Kejadian tiga tahun lalu itu masih membekas di ingatan Wasi. ”Sekali diperiksa, saya langsung jadi tersangka,” katanya pekan lalu. Tak terima dengan tuduhan tersebut, BRI dan Yayasan Dana Pensiun mengadukan laporan itu ke Kepala Kepolisian Jakarta hingga Kepala Kepolisian RI. Setelah 21 bulan terkatung-katung menyandang status tersangka, Wasi bisa lega karena penyidikan kasusnya dihentikan akhir tahun lalu.
Perkara Wasi ini sesungguhnya buntut dari kisruh panjang BRI dengan PT Mulia. Perusahaan milik Joko Soegiarto Tjandra—buron kasus cessie Bank Bali—ini diberi hak membangun dan mengelola gedung perkantoran BRI II yang tanahnya dimiliki bank pemerintah tertua itu.

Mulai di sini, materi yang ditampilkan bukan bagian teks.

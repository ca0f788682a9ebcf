//! Pass summaries and the reporting sink.

use crate::prune::{count_good, rank_best};
use crate::stats::TrialStat;
use anyhow::Result;
use gemmtune_kernels::config::{Configuration, KernelParams, KernelProfile, ProblemShape};
use gemmtune_kernels::matmul::MatmulKernelFamily;
use serde::{Deserialize, Serialize};
use std::io::{self, Write};
use std::path::Path;

/// One benchmarked candidate and everything measured for it.
#[derive(Debug, Clone, Serialize, Deserialize)]
pub struct CandidateSummary {
    pub index: usize,
    pub configuration: Configuration,
    #[serde(skip_serializing_if = "Option::is_none")]
    pub params: Option<KernelParams>,
    pub stat: TrialStat,
}

/// Final state of one benchmarking pass.
#[derive(Debug, Clone, Serialize, Deserialize)]
pub struct PassSummary {
    pub label: String,
    pub kernel: String,
    pub shape: ProblemShape,
    pub trials: usize,
    pub candidates: Vec<CandidateSummary>,
    pub good_kernel_count: usize,
}

impl PassSummary {
    pub fn new(
        label: &str,
        family: &dyn MatmulKernelFamily,
        shape: ProblemShape,
        trials: usize,
        configurations: Vec<Configuration>,
        stats: Vec<TrialStat>,
    ) -> Self {
        let good_kernel_count = count_good(&stats);
        let candidates = configurations
            .into_iter()
            .zip(stats)
            .enumerate()
            .map(|(index, (configuration, stat))| CandidateSummary {
                index,
                params: family.decode(&configuration).ok(),
                configuration,
                stat,
            })
            .collect();

        Self {
            label: label.to_string(),
            kernel: family.name().to_string(),
            shape,
            trials,
            candidates,
            good_kernel_count,
        }
    }

    /// Fastest candidate by running average; see [`rank_best`].
    pub fn best(&self) -> Option<&CandidateSummary> {
        rank_best(self.candidates.iter().map(|c| &c.stat))
            .map(|index| &self.candidates[index])
    }

    pub fn survivors(&self) -> impl Iterator<Item = &CandidateSummary> {
        self.candidates.iter().filter(|c| c.stat.is_good())
    }

    pub fn best_profile(&self) -> Option<KernelProfile> {
        self.best().map(|candidate| {
            KernelProfile::new(
                &self.kernel,
                candidate.configuration.clone(),
                candidate.stat.average_us,
            )
        })
    }
}

pub fn save_summaries(summaries: &[PassSummary], path: &Path) -> Result<()> {
    if let Some(parent) = path.parent() {
        if !parent.as_os_str().is_empty() {
            std::fs::create_dir_all(parent)?;
        }
    }
    let blob = serde_json::to_vec_pretty(summaries)?;
    std::fs::write(path, blob)?;
    Ok(())
}

/// Receives progress and results from the benchmark loop.
pub trait ReportSink {
    fn pass_started(&mut self, label: &str, candidates: usize) -> Result<()>;

    /// Called after every trial round, once pruning has run.
    fn round_finished(&mut self, round: usize, alive: usize) -> Result<()>;

    /// Called exactly once per pass with the full per-candidate results.
    fn pass_finished(&mut self, summary: &PassSummary) -> Result<()>;
}

/// Plain-text report written to any `io::Write`.
pub struct TextReport<W: Write> {
    out: W,
}

impl TextReport<io::Stdout> {
    pub fn stdout() -> Self {
        Self::new(io::stdout())
    }
}

impl<W: Write> TextReport<W> {
    pub fn new(out: W) -> Self {
        Self { out }
    }

    pub fn into_inner(self) -> W {
        self.out
    }
}

impl<W: Write> ReportSink for TextReport<W> {
    fn pass_started(&mut self, label: &str, candidates: usize) -> Result<()> {
        writeln!(self.out, "*** {label}: {candidates} candidate configurations ***")?;
        Ok(())
    }

    fn round_finished(&mut self, round: usize, alive: usize) -> Result<()> {
        writeln!(self.out, "--- trial {round} done, {alive} alive ---")?;
        Ok(())
    }

    fn pass_finished(&mut self, summary: &PassSummary) -> Result<()> {
        writeln!(
            self.out,
            "[{}] {} ({} trials)",
            summary.kernel, summary.shape, summary.trials
        )?;
        writeln!(
            self.out,
            "{:>5}  {:<22} {:<30} {:<8} {:>12} {:>10} {:>10}  detail",
            "idx", "configuration", "params", "status", "avg_us", "gflops", "stddev_us"
        )?;
        for candidate in &summary.candidates {
            let stat = &candidate.stat;
            let status = match (stat.ok, stat.alive) {
                (false, _) => "failed",
                (true, true) => "alive",
                (true, false) => "pruned",
            };
            let params = candidate
                .params
                .map(|p| p.to_string())
                .unwrap_or_else(|| "-".to_string());
            let detail: Vec<String> = stat.detail.iter().map(|d| d.to_string()).collect();
            writeln!(
                self.out,
                "{:>5}  {:<22} {:<30} {:<8} {:>12.1} {:>10.3} {:>10.1}  [{}]",
                candidate.index,
                candidate.configuration.to_string(),
                params,
                status,
                stat.average_us,
                stat.gflops(),
                stat.std_dev(),
                detail.join(" ")
            )?;
        }

        match summary.best() {
            Some(best) => writeln!(
                self.out,
                "best: #{} {} avg {:.1} us, {:.3} GFLOPS",
                best.index,
                best.configuration,
                best.stat.average_us,
                best.stat.gflops()
            )?,
            None => writeln!(self.out, "best: none")?,
        }
        writeln!(self.out, "good kernels: {}", summary.good_kernel_count)?;
        self.out.flush()?;
        Ok(())
    }
}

Syahdan, BRI dan Yayasan Dana Pensiun membuat kerja sama membangun gedung kantor pada 1990 dengan PT Mulia. Joko Tjandra sendirilah waktu itu yang bernegosiasi dalam perkongsian bisnis properti tersebut. Dialah yang akan membangun dan mengelola BRI II di atas lahan 70 ribu meter persegi. Sedangkan BRI dan Yayasan menyediakan tanahnya. Kerja sama ini mulus hingga gedung 27 lantai tersebut berdiri di kawasan niaga itu.
Sebagai pemilik tanah, Yayasan Dana Pensiun akan mendapat uang sewa US$ 1,25 juta atau sekitar Rp 125 miliar per tahun—jika memakai nilai tukar sekarang—plus US$ 400 ribu. Biaya tambahan itu dibayarkan Yayasan kepada BRI sebagai andil ikut menyediakan tanah. Dengan penyewa yang banyak, pembayaran sewa dari PT Mulia berjalan lancar.
Kerja sama berikutnya pun dirancang. BRI akan membangun Gedung BRI III di lahan kosong di samping BRI II. Perjanjian pun diteken pada 11 April 1990 dengan mekanisme build-operate-transfer. Joko berkewajiban membangun gedung dengan tinggi minimal sama dengan BRI II dan harus selesai pada 1995. Imbalannya, dia memiliki hak menyewakan ruang-ruang kantor selama 30 tahun.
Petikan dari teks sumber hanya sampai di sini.